AC is out of town for two weeks. Two long weeks. Normally when he’s out of town, the tension, fatigue and stress is palpable. But this week it’s not. Making conscious decisions to monitor my tone of voice, my volume level, my word choices and even my expectations about behavior from my children has made life so much more pleasant.
I’m not going to lie, there are days that I have been absolutely exhausted after monitoring myself all day. But the positive results that I’m seeing make me even more committed to continuing this process. If it can be exhaustive and energizing at the same time, that’s what this is.
I have come to the conclusion, based on the blog post I read and the changes I have seen in just one short week, that the very happy, soul-cleansing truth is that children have short memories and deep hearts. As long as I make changes now, I have not done irreparable damage to my children’s psyches. If I make changes now and parent with intention going forward, long gone will be the days of mommy as an angry person who yells. They will forget all most of the bad and (hopefully) remember all the good. And they will, as children do, love me deeply and with all their heart because that’s what children do, even when they storm up the stairs, stomping along the way because I won’t let them play MindCraft til their eyes fall out of their head. They still will love me and I will love them. Madly, deeply and with all my heart. I can only hope that my memories of me yelling at them fade as quickly as theirs.
Since SDC was around 2 years old, he has battled with on-again, off-again asthma attacks. They are seasonal and clearly related to both illness and allergies, meaning that when he gets sick he ends up wheezing and on albuterol nebulizer treatments. When the pine, palm, crepe myrtle and grass pollen is high (yes, we live in Florida and we are surrounded by all of those trees…he’s allergic to Florida), his congestion starts and ends up with wheezing and on nebulizer treatments.
After nearly 6 years of this, we sort of have it figured out. For a long while we had him on a daily medication. For a year or so he was on a daily inhaler but we weaned him off of that as well. We know to watch for the congestion, to pay attention to his eyes (they get glassy) and to listen to his cough.
After six years, my not-so-natural maternal instincts have begun to refine themselves and I know when he’s going down hill.
After 6 years, we know to just put him on the nebulizer. To add in some allergy medicine. To break out the humidifier. To bust out the nose spray. To hassle him to blow his nose. Sometimes we cut it off at the pass; other times it’s too big for us to tackle.
Back in 2009, it was WAY to big to tackle and my sweet four-year-old ended up in the ER and admitted to the hospital with a pneumomediastinem (air pockets around his heart from coughing so hard he busted the alveoli in his lungs).
Since then we’ve been ultra-cautious and pretty good about staying ahead of it.
The coughing and congestion started over the weekend.
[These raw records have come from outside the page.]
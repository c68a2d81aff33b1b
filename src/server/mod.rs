pub mod commands;
pub mod connection;
pub mod dispatch;

use std::{net::SocketAddr, sync::Arc};

use service::{Gateway, reflect::Reflection};
use tokio::net::TcpListener;

use crate::{config::Config, server::connection::Connection};

/// Binds the gateway listener and spawns the accept loop. Every
/// accepted socket gets its own connection task running the receive
/// loop until the peer disconnects or sends shutdown.
pub async fn start<R: Reflection + 'static>(
    config: &Arc<Config>,
    gateway: &Arc<Gateway<R>>,
) -> anyhow::Result<SocketAddr> {
    let listener = TcpListener::bind(config.server.listen).await?;
    let local_addr = listener.local_addr()?;

    let config = config.clone();
    let gateway = gateway.clone();
    tokio::spawn(async move {
        // Accept all connections on the current listener, but exit the
        // loop when the listener itself fails.
        while let Ok((socket, address)) = listener.accept().await {
            log::info!("peer connection accepted: addr={address}, interface={local_addr}");

            // Disable the Nagle algorithm. Commands are short lines and
            // callbacks are latency bound, buffering them up helps nothing.
            if let Err(e) = socket.set_nodelay(true) {
                log::error!("socket set nodelay failed!: addr={address}, err={e}");
            }

            let connection = Connection::new(
                gateway.clone(),
                socket,
                address,
                config.auth.token.clone(),
                config.server.reply_timeout_duration(),
            );

            tokio::spawn(connection.serve());
        }
    });

    log::info!("bridge server listening: interface={local_addr}");
    Ok(local_addr)
}
impl BoundError {
    pub fn new(kind: &'static str, message: impl Into<String>) -> Self {
        Self {
            kind,
            message: message.into(),
        }
    }

    pub fn message(&self) -> &str {
        &self.message
    }
}

impl HostObject for BoundError {
    fn type_name(&self) -> &str {
        ERROR_TYPE
    }

    fn as_any(&self) -> &dyn Any {
        self
    }

    fn invoke(&self, name: &str, _args: &[HostValue]) -> Option<Result<HostValue, BridgeError>> {
        match name {
            "getMessage" => Some(Ok(HostValue::Str(self.message.clone()))),
            "kind" => Some(Ok(HostValue::Str(self.kind.to_string()))),
            "toString" => Some(Ok(HostValue::Str(format!(
                "{}: {}",
                self.kind, self.message
            )))),
            _ => None,
        }
    }
}
#[tokio::test]
async fn test_exceptions_are_inspectable() -> Result<()> {
    let (address, _gateway) = start_gateway(None).await?;
    let mut peer = Peer::connect(address).await?;

    ensure!(peer.send(&["c", "constructor", "demo.TextBuffer"]).await? == "yro0");

    let reply = peer.send(&["c", "call", "fail", "o0"]).await?;
    let id = reply
        .strip_prefix("!x")
        .ok_or_else(|| anyhow::anyhow!("expected a bound exception, got {reply}"))?
        .to_string();

    // The same throwable is served by the exception command.
    let reply = peer.send(&["x", "get"]).await?;
    ensure!(reply == format!("yr{}", id));

    // And it answers inspection calls.
    let reply = peer
        .send(&["c", "call", "getMessage", id.as_str()])
        .await?;
    ensure!(reply == "ysbuffer exploded");

    Ok(())
}

#[tokio::test]
async fn test_views_and_reflection() -> Result<()> {
    let (address, _gateway) = start_gateway(None).await?;
    let mut peer = Peer::connect(address).await?;

    // Import into the default view, then construct by bare name.
    ensure!(peer.send(&["j", "import", "j", "demo.*"]).await? == "yrv");
    ensure!(peer.send(&["c", "constructor", "TextBuffer"]).await? == "yro0");

    ensure!(peer.send(&["r", "unknown", "TextBuffer", "j"]).await? == "ykdemo.TextBuffer");
    ensure!(peer.send(&["r", "unknown", "demo", "j"]).await? == "ygdemo");
    ensure!(peer.send(&["r", "unknown", "Nope", "j"]).await?.starts_with("!p"));

    // A private view does not see the import.
    let reply = peer.send(&["j", "create", "scratch"]).await?;
    let view_id = reply
        .strip_prefix("yr")
        .ok_or_else(|| anyhow::anyhow!("expected a view id, got {reply}"))?
        .to_string();
    ensure!(
        peer.send(&["r", "unknown", "TextBuffer", view_id.as_str()])
            .await?
            .starts_with("!p")
    );

    // Member listing over an instance and the help page.
    let reply = peer.send(&["r", "dir", "o0"]).await?;
    ensure!(reply.starts_with("yl"));

    let reply = peer.send(&["h", "class", "demo.TextBuffer"]).await?;
    ensure!(reply.starts_with("ysHelp on demo.TextBuffer"));
    ensure!(reply.contains("append(string)"));

    Ok(())
}

#[tokio::test]
async fn test_stream_round_trip() -> Result<()> {
    let (address, _gateway) = start_gateway(None).await?;
    let mut peer = Peer::connect(address).await?;

    ensure!(peer.send(&["c", "constructor", "bridge.Blob"]).await? == "yro0");

    // Write five raw bytes after the framed body.
    peer.write_lines(&["b", "write", "o0", "l5"]).await?;
    peer.writer.write_all(b"hello").await?;
    ensure!(peer.read_line().await? == Some("yrv".to_string()));

    // Read them back: the envelope carries the count, the bytes follow.
    let reply = peer.send(&["b", "read", "o0", "l16"]).await?;
    ensure!(reply == "yl5");

    let mut data = vec![0; 5];
    timeout(Duration::from_secs(5), peer.reader.read_exact(&mut data)).await??;
    ensure!(data == b"hello");

    Ok(())
}

#[tokio::test]
async fn test_nested_callback_reentrancy() -> Result<()> {
    let (address, _gateway) = start_gateway(None).await?;
    let mut peer = Peer::connect(address).await?;

    // Hand the host a peer-owned callable and read it back as a bound
    // reference.
    ensure!(peer.send(&["c", "constructor", "bridge.List"]).await? == "ylo0,0");
    ensure!(peer.send(&["l", "append", "o0", "p42"]).await? == "yrv");
    ensure!(peer.send(&["l", "get", "o0", "i0"]).await? == "yro1");

    // Invoking the proxy routes a call command back to us on this very
    // socket.
    peer.write_lines(&["c", "call", "greet", "o1", "sWorld"]).await?;

    ensure!(peer.read_line().await? == Some("c".to_string()));
    ensure!(peer.read_line().await? == Some("call".to_string()));
    ensure!(peer.read_line().await? == Some("greet".to_string()));
    ensure!(peer.read_line().await? == Some("42".to_string()));
    ensure!(peer.read_line().await? == Some("sWorld".to_string()));
    ensure!(peer.read_line().await? == Some("e".to_string()));

    // Before replying, issue a nested command of our own; the host must
    // answer it first, in order.
    peer.write_lines(&["l", "size", "o0"]).await?;
    ensure!(peer.read_line().await? == Some("yi1".to_string()));

    // Now the callback reply; the host folds it into the original
    // response.
    peer.writer.write_all(b"ysHello World\n").await?;
    ensure!(peer.read_line().await? == Some("ysHello World".to_string()));

    Ok(())
}

#[tokio::test]
async fn test_auth_preamble() -> Result<()> {
    let (address, _gateway) = start_gateway(Some("sesame")).await?;

    // Anything before auth is refused and the connection is dropped.
    let mut peer = Peer::connect(address).await?;
    let reply = peer.send(&["c", "constructor", "demo.TextBuffer"]).await?;
    ensure!(reply.starts_with("!p"));
    ensure!(peer.read_line().await? == None);

    // A wrong token is refused the same way.
    let mut peer = Peer::connect(address).await?;
    ensure!(peer.send(&["A", "sguess"]).await?.starts_with("!p"));
    ensure!(peer.read_line().await? == None);

    // The right token opens the gate.
    let mut peer = Peer::connect(address).await?;
    ensure!(peer.send(&["A", "ssesame"]).await? == "yrv");
    ensure!(peer.send(&["c", "constructor", "demo.TextBuffer"]).await? == "yro0");

    Ok(())
}

#[tokio::test]
async fn test_shutdown_command() -> Result<()> {
    let (address, _gateway) = start_gateway(None).await?;
    let mut peer = Peer::connect(address).await?;

    ensure!(peer.send(&["c", "constructor", "demo.TextBuffer"]).await? == "yro0");

    // Shutdown has no body and no reply; the socket just closes.
    peer.writer.write_all(b"q\n").await?;
    ensure!(peer.read_line().await? == None);

    Ok(())
}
We leave for vacation this coming Monday so we played it conservative, went to the doctor and caught a double ear infection early. Put him on the nebulizer just in case.
Fast forward to today, two days later. The coughing is worse and not better. My maternal instinct kicked in, thankfully, and we went back to the doctor this afternoon. We spent 3 hours at the doctors office. Three nebulizer treatments back-to-back. Yes. THREE. With little to no change in his lung sounds.
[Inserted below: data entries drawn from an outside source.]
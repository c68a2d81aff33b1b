//! Command table line constants.
//!
//! The dispatcher matches the first line of every request against these
//! group names exactly, a subcommand line follows for every group except
//! shutdown and auth.

/// Terminates the body of every command.
pub const END: &str = "e";

/// Method calls and constructor invocations.
pub const CORE: &str = "c";
/// Field read/write.
pub const FIELD: &str = "f";
/// Element operations on a registered list.
pub const LIST: &str = "l";
/// Element operations on a registered fixed-length array.
pub const ARRAY: &str = "a";
/// Element operations on a registered map.
pub const MAP: &str = "d";
/// Element operations on a registered set.
pub const SET: &str = "s";
/// Registry lifetime management.
pub const MEMORY: &str = "m";
/// Import view management.
pub const VIEW: &str = "j";
/// Name classification and member listing.
pub const REFLECTION: &str = "r";
/// Pretty printed signature pages.
pub const HELP: &str = "h";
/// Raw blob transfer.
pub const STREAM: &str = "b";
/// Last bound exception of the connection.
pub const EXCEPTION: &str = "x";
/// Clean connection shutdown, no subcommand, no body, no reply.
pub const SHUTDOWN: &str = "q";
/// Shared token auth preamble, sent first when auth is enabled.
pub const AUTH: &str = "A";

pub mod core {
    pub const CALL: &str = "call";
    pub const CONSTRUCTOR: &str = "constructor";
}

pub mod field {
    pub const GET: &str = "get";
    pub const SET: &str = "set";
}

pub mod list {
    pub const GET: &str = "get";
    pub const SET: &str = "set";
    pub const SIZE: &str = "size";
    pub const APPEND: &str = "append";
    pub const SLICE: &str = "slice";
    pub const CONTAINS: &str = "contains";
    pub const REMOVE: &str = "remove";
}

pub mod array {
    pub const GET: &str = "get";
    pub const SET: &str = "set";
    pub const LEN: &str = "len";
    pub const SLICE: &str = "slice";
}

pub mod map {
    pub const GET: &str = "get";
    pub const PUT: &str = "put";
    pub const REMOVE: &str = "remove";
    pub const SIZE: &str = "size";
    pub const CONTAINS: &str = "contains";
    pub const KEYS: &str = "keys";
}

pub mod set {
    pub const ADD: &str = "add";
    pub const REMOVE: &str = "remove";
    pub const CONTAINS: &str = "contains";
    pub const SIZE: &str = "size";
}

pub mod memory {
    pub const RELEASE: &str = "release";
    pub const ATTACH: &str = "attach";
}

pub mod view {
    pub const CREATE: &str = "create";
    pub const IMPORT: &str = "import";
    pub const REMOVE_IMPORT: &str = "remove_import";
}

pub mod reflection {
    pub const UNKNOWN: &str = "unknown";
    pub const DIR: &str = "dir";
}

pub mod help {
    pub const OBJECT: &str = "object";
    pub const CLASS: &str = "class";
}

pub mod stream {
    pub const READ: &str = "read";
    pub const WRITE: &str = "write";
}

pub mod exception {
    pub const GET: &str = "get";
}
Thankfully we have a pediatrician who has a lot of faith in our ability to take care of SDC at home. A doctor with a backgroun in pediatric emergency medicine who, despite not liking his breath sounds, knew the difference between the need to go to the ER and the ability to aggressively treat him at home. A doctor who knew we would be conservative and had the experience to know what to look for. Theoretically, anyway.
Until I asked her *exactly* what I should look for that would tell me he wasn’t getting better, wasn’t moving enough air, and needed more aggressive treatment (read: a late night trip to the ER). And she said, as she lifted his shirt, “watch for his stomach to retract when he breathes, like this…” [pause] “hmmmm…he’s not retracting like I would expect him too, so look at his neck…hmmm….” Yup. No retractions in his neck either. Normal asthmatic kids retract their bellies when they breathe (meaning the belly tightens). Not my kid.
So if I can’t watch for retractions, I should talk to him about how he’s feeling. He has to tell me if his cough starts hurting more or if his breathing starts to hurt. The problem? He doesn’t complain very much when he’s sick. Maybe it’s because breathing is always a challenge for him and he doesn’t know what “normal” breathing is so he wouldn’t know if he couldn’t catch his breath. SDC has horribly inflamed lungs, can’t take a full breath and he’s telling the doctor that he’s feeling fine. Great.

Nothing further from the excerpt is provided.